Orange Juice Is Most Expensive Since ’12 as Global Crop Shrivels

(Bloomberg) -- A combination of too much rain and a disease-spreading bug is making the breakfast favorite orange juice a lot more expensive.

Futures for the beverage surged to the highest in more than four years as the world’s top suppliers face shrinking output. In Brazil, the No. 1 producer, excessive rain is raising the threat of fungal disease that can cut crop output, according to Cepea, the University of Sao Paulo research arm. In second-ranked Florida, a tiny insect is wreaking havoc on production by spreading the citrus-greening disease.

Orange Juice Is Most Expensive Since ’12 as Global Crop Shrivels

Orange juice traded in New York has surged 59 percent in the past 12 months because of declining supplies. The Brazilian rain is coming just as the country’s stockpiles have fallen to the lowest on record. Florida’s production in the year starting Oct. 1 may drop as much as 26 percent from a year earlier, Christine Lensing, a senior economist for specialty crops at CoBank in Denver, said Thursday in a telephone interview.

“Prices have no where to go but up,” John Ortelle, a vice president at McKeany-Flavell Co., a brokerage in Oakland, California, said in a telephone interview. Supply concerns are overshadowing ebbing demand as ‘it costs more to produce fruit because of the problems we are having,” he said.

Orange juice for November delivery jumped as much as 2.1 percent to $1.9985 a pound on ICE Futures U.S., the highest for a most-active contract since February 2012. The contract settled up 0.9 percent at $1.9745 at 2 p.m. The surge will probably raise costs for companies including PepsiCo.

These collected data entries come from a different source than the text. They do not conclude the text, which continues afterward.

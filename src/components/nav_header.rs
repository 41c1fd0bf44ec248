//! Navigation Header Component
//!
//! Title, section tabs, search box and the dark-mode toggle.

use dioxus::prelude::*;
use hscstudy_ui::{Button, ButtonVariant, SearchInput, SectionTabs};

use crate::context::use_study;

/// Icon for the dark-mode toggle in the given state
pub fn theme_icon(dark: bool) -> &'static str {
    if dark {
        "\u{2600}\u{FE0F}"
    } else {
        "\u{1F319}"
    }
}

#[component]
pub fn NavHeader() -> Element {
    let mut study = use_study();

    let tabs = study.read().tabs().to_vec();
    let query = study.read().search_query().to_string();
    let dark = study.read().is_dark();

    rsx! {
        header { class: "nav-header",
            div { class: "nav-brand",
                h1 { class: "app-title", "HSC Study" }
                Button {
                    variant: ButtonVariant::Toggle,
                    aria_label: "Toggle dark mode".to_string(),
                    onclick: move |_| {
                        study.write().toggle_dark();
                    },
                    "{theme_icon(dark)}"
                }
            }
            SectionTabs {
                tabs,
                on_select: move |target| {
                    study.write().show(target);
                }
            }
            SearchInput {
                value: query,
                oninput: move |q: String| study.write().set_search(q),
            }
        }
    }
}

Inc., which sells Tropicana juices, and Coca-Cola Co., which sells Simply Orange and Minute Maid brands.

Severe weather during the Atlantic hurricane season that runs through Nov. 30. may further reduce supplies in Florida. Global production of the beverage is already set to slump to the lowest in decades, according to the U.S. Department of Agriculture. Reduced output has boosted retail costs, which in turn has hurt consumption.

“The $2 level remains a psychological barrier for the market, but certainly a weather scare could cause this to be pierced fairly quickly,” Judy Ganes-Chase, the president of J. Ganes Consulting in Panama City, Panama, said in report.